Teaching Ec. 10 year after year whenever you are in town is not a huge deal and allows H to trot out big brass (Feldstin, Mankew) which helps with marketing (you get real professors!). Everyone knows that the actual learning and relationship building is done in the TA sections. However, things might be different over in History or Lit. I know someone whose honors BA thesis advisor was Seamus Heany and it was a truly remarkable experience. My guess - or hope - is that can’t be too different at UChicago.

@JHS,my son was far more impressed with Yale’s undergad program than Harvard’s. There are differences among the various Ivies, as you’ve pointed out. However, based on his research, he’s a tad more worried about his GPA at UChicago! :smile: Princeton has a reputation for rigorous academics, is my understanding, and @Lea111 has confirmed the same.

“(Most departments at Chicago do not require a BA thesis unless the student wants departmental honors. When my kids were there, lots of students blew off departmental honors to avoid the thesis, unless they were thinking about PhD programs.)”

  • My impression for UChicago is that the "harder" the major, the lesser is the chance you have to write a thesis. Some of the softer social sciences seem to require at least a long paper of some kind. The BA thesis was actually required at my college once upon a time so I'm continually surprised to fine otherwise at some of these top universities.

At the risk of extending this terrifying thread, @JBStillFlying, a genuine question –

In post #412, you said, “Having been through the admissions system twice now in three years, we’ve faced MAJOR changes to Admissions. It’s unsettling.”

Could you explain your comment? I wasn’t sure if you were saying there have been significant changes in admissions just over the three+ years? Or compared to what it was like in your day. Also, do you mean the admissions process/requirements (e.g., going test optional)? Or do you mean what AdCom is looking for in applicants (at UChicago and other places)?

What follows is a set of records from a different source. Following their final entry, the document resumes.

//! The `funktrainer exam` command — timed multi-part simulation.
//!
//! Drives the core state machine interactively. The countdown lives here,
//! as the effect runner: one `tokio` interval at a time, created and torn
//! down only through the [`TimerAction`]s returned by the state machine.

use std::path::{Path, PathBuf};
use std::time::Duration;

use anyhow::Result;
use rand::rngs::StdRng;
use rand::SeedableRng;
use tokio::io::{AsyncBufReadExt, BufReader};
use tokio::time::{self, Interval, MissedTickBehavior};

use funktrainer_core::report::ExamReport;
use funktrainer_core::scheme::ExamType;
use funktrainer_core::score::summarize;
use funktrainer_core::sim::{Phase, Simulation, TimerAction};
use funktrainer_core::{catalog, shuffle};

use crate::commands::report::print_report;
use crate::render;

/// The single active countdown interval.
struct Countdown(Option<Interval>);

impl Countdown {
    fn apply(&mut self, action: TimerAction) {
        match action {
            TimerAction::Arm { .. } => {
                let period = Duration::from_secs(1);
                let mut interval = time::interval_at(time::Instant::now() + period, period);
                interval.set_missed_tick_behavior(MissedTickBehavior::Delay);
                self.0 = Some(interval);
            }
            TimerAction::Cancel => self.0 = None,
            TimerAction::Keep => {}
        }
    }

    async fn tick(&mut self) {
        match self.0.as_mut() {
            Some(interval) => {
                interval.tick().await;
            }
            None => std::future::pending::<()>().await,
        }
    }
}

pub async fn execute(
    catalog_path: PathBuf,
    exam_type_str: String,
    seed: Option<u64>,
    output: Option<PathBuf>,
    images_dir: PathBuf,
) -> Result<()> {
    let exam_type: ExamType = exam_type_str
        .parse()
        .map_err(|e: String| anyhow::anyhow!("{}", e))?;

    let cat = catalog::load(&catalog_path)?;
    let flattened = catalog::flatten(&cat);

    let mut rng = match seed {
        Some(seed) => StdRng::seed_from_u64(seed),
        None => StdRng::from_entropy(),
    };
    let pool = shuffle::shuffle_all(&flattened, &mut rng);
    tracing::debug!(%exam_type, pool = pool.len(), "starting simulation");

    print_scheme(exam_type);

    let (mut sim, action) = Simulation::start(&pool, exam_type, &mut rng);
    let mut countdown = Countdown(None);
    countdown.apply(action);

    let mut lines = BufReader::new(tokio::io::stdin()).lines();
    let mut redraw = true;

    loop {
        if redraw {
            draw(&sim, &images_dir);
            redraw = false;
        }
        if sim.phase() == Phase::Finished {
            break;
        }

        tokio::select! {
            line = lines.next_line() => {
                let Some(line) = line? else {
                    println!("\nEingabe beendet, Simulation abgebrochen.");
                    break;
                };
                let input = line.trim().to_lowercase();
                if input == "q" {
                    println!("Simulation abgebrochen.");
                    break;
                }
                redraw = handle_input(&mut sim, &mut countdown, &input);
            }
            _ = countdown.tick() => {
                let phase_before = sim.phase();
                let action = sim.tick();
                countdown.apply(action);
                if sim.phase() != phase_before {
                    println!("\nZeit abgelaufen!");
                    redraw = true;
                } else if sim.time_left() % 60 == 0 || sim.time_left() <= 10 {
                    println!("  Verbleibende Zeit: {}", render::clock(sim.time_left()));
                }
            }
        }
    }

    let report = ExamReport::from_scores(exam_type, &summarize(&sim));
    println!();
    println!("Endergebnis");
    print_report(&report);

    if let Some(path) = output {
        report.save_json(&path)?;
        println!("Report gespeichert: {}", path.display());
    }

    Ok(())
}

fn print_scheme(exam_type: ExamType) {
    println!("Prüfungssimulation {exam_type}");
    for part in exam_type.parts() {
        println!(
            "  {}: {} Fragen ({} Min.)",
            part.label, part.count, part.duration_min
        );
    }
    println!();
}

/// Apply one line of user input; returns whether to redraw the screen.
fn handle_input(sim: &mut Simulation, countdown: &mut Countdown, input: &str) -> bool {
    match sim.phase() {
        Phase::Running { .. } => match input {
            "a" | "b" | "c" | "d" => {
                let id = sim
                    .current()
                    .and_then(|current| render::option_at(current.question, input))
                    .map(|option| option.id);
                match id {
                    Some(id) => {
                        sim.select(id);
                        println!("Auswahl: {}", input.to_uppercase());
                    }
                    None => println!("Eingabe nicht erkannt."),
                }
                false
            }
            "r" => {
                match sim.resolve() {
                    Some(true) => println!("Richtig!"),
                    Some(false) => {
                        println!("Leider falsch.");
                        if let Some(correct) = sim
                            .current()
                            .and_then(|current| current.question.correct_option())
                        {
                            println!("Richtige Antwort: {}", correct.text);
                        }
                    }
                    None => println!("Bitte zuerst eine Antwort wählen (a-d)."),
                }
                false
            }
            "n" => {
                if sim.is_resolved() {
                    let action = sim.next();
                    countdown.apply(action);
                    true
                } else {
                    println!("Bitte erst auflösen (r).");
                    false
                }
            }
            _ => {
                println!("Eingaben: a-d auswählen, r auflösen, n weiter, q abbrechen.");
                false
            }
        },
        Phase::PartSummary { .. } => match input {
            "c" | "" => {
                let action = sim.continue_exam();
                countdown.apply(action);
                true
            }
            _ => {
                println!("Eingaben: c weiter, q abbrechen.");
                false
            }
        },
        Phase::Finished => false,
    }
}

fn draw(sim: &Simulation, images_dir: &Path) {
    match sim.phase() {
        Phase::Running { .. } => {
            if let Some(current) = sim.current() {
                println!();
                println!(
                    "{} - {}   [{}]",
                    current.question.number,
                    current.part_label,
                    render::clock(sim.time_left())
                );
                println!("Frage {} / {}", current.ordinal, current.part_total);
                render::print_question(current.question, images_dir);
                render::print_options(current.question, images_dir);
                println!("(a-d auswählen, r auflösen, n weiter, q abbrechen)");
            }
        }
        Phase::PartSummary { part } => {
            if let Some(score) = summarize(sim).get(part) {
                println!();
                println!("Auswertung {}", score.label);
                if score.total == 0 {
                    println!("Keine Fragen für diesen Teil vorhanden (nicht wertbar).");
                } else {
                    println!("Richtig: {} / {}", score.correct, score.total);
                }
                println!("(c = weiter)");
            }
        }
        Phase::Finished => {}
    }
}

I’ve picked up on similar sentiments elsewhere (that the college admissions market has recently changed), and I’m not entirely clear on what it refers to.

Thanks.

@Lucy11 - Be glad to clarify. Was just referring to Admissions at UChicago.

In the summer of 2016, right before the 2016/17 admissions cycle started up, UChicago Admissions suddenly changed their admissions policies from EA/RD to the current ED1/EA/ED2/RD. I don’t even recall a press release. It would have been nice to get a bit more warning on that - perhaps announcing it sometime during the prior cycle. This year, they went Test Optional and allowed deferred ED1’s to switch to ED2 for the first time (at least no one had mentioned that possibility before). The TO was announced in June 2018 (when other schools were making slightly less radical revisions like dropping the SAT/ACT essay). The deferred ED1/switch to ED2 thing was just something that happened as the cycle progressed.

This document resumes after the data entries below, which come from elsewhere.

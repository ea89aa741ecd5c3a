//! Per-part scoring and the pass threshold.

use serde::{Deserialize, Serialize};

use crate::builder::ExamPart;
use crate::sim::Simulation;

/// Minimum fraction of correct answers required to pass a part
/// (inclusive).
pub const PASS_THRESHOLD: f64 = 0.75;

/// Scoring state of one exam part.
#[derive(Debug, Clone, Serialize, Deserialize)]
pub struct PartScore {
    pub label: String,
    /// Correctly answered questions.
    pub correct: usize,
    /// Questions resolved so far; trails `total` when the timer skipped
    /// unanswered questions.
    pub answered: usize,
    /// Question count of the part.
    pub total: usize,
}

impl PartScore {
    pub fn of(part: &ExamPart, results: &[bool]) -> Self {
        Self {
            label: part.label.clone(),
            correct: results.iter().filter(|&&correct| correct).count(),
            answered: results.len(),
            total: part.questions.len(),
        }
    }

    /// Pass verdict. `None` while the part is incomplete or has no
    /// questions to score.
    pub fn passed(&self) -> Option<bool> {
        if self.total == 0 || self.answered < self.total {
            return None;
        }
        Some(self.correct as f64 / self.total as f64 >= PASS_THRESHOLD)
    }

    /// Correct answers as an integer percentage of the part size,
    /// rounded to the nearest whole percent.
    pub fn percent(&self) -> u32 {
        if self.total == 0 {
            return 0;
        }
        (self.correct as f64 / self.total as f64 * 100.0).round() as u32
    }
}

/// Score every part of a simulation, in exam order.
pub fn summarize(sim: &Simulation) -> Vec<PartScore> {
    sim.parts()
        .iter()
        .zip(sim.results())
        .map(|(part, results)| PartScore::of(part, results))
        .collect()
}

While I don’t buy in to the line of thought that these were merely admissions gimmicks, both admission cycles (class of '21 for my D and '23 for my S) held substantial policy surprises. It’s hard to plan an admissions strategy if things are changing all the time. I don’t recall the same happening for Class of '20 or Class of '22 (though the latter did have a housing surprise due to over-enrollment).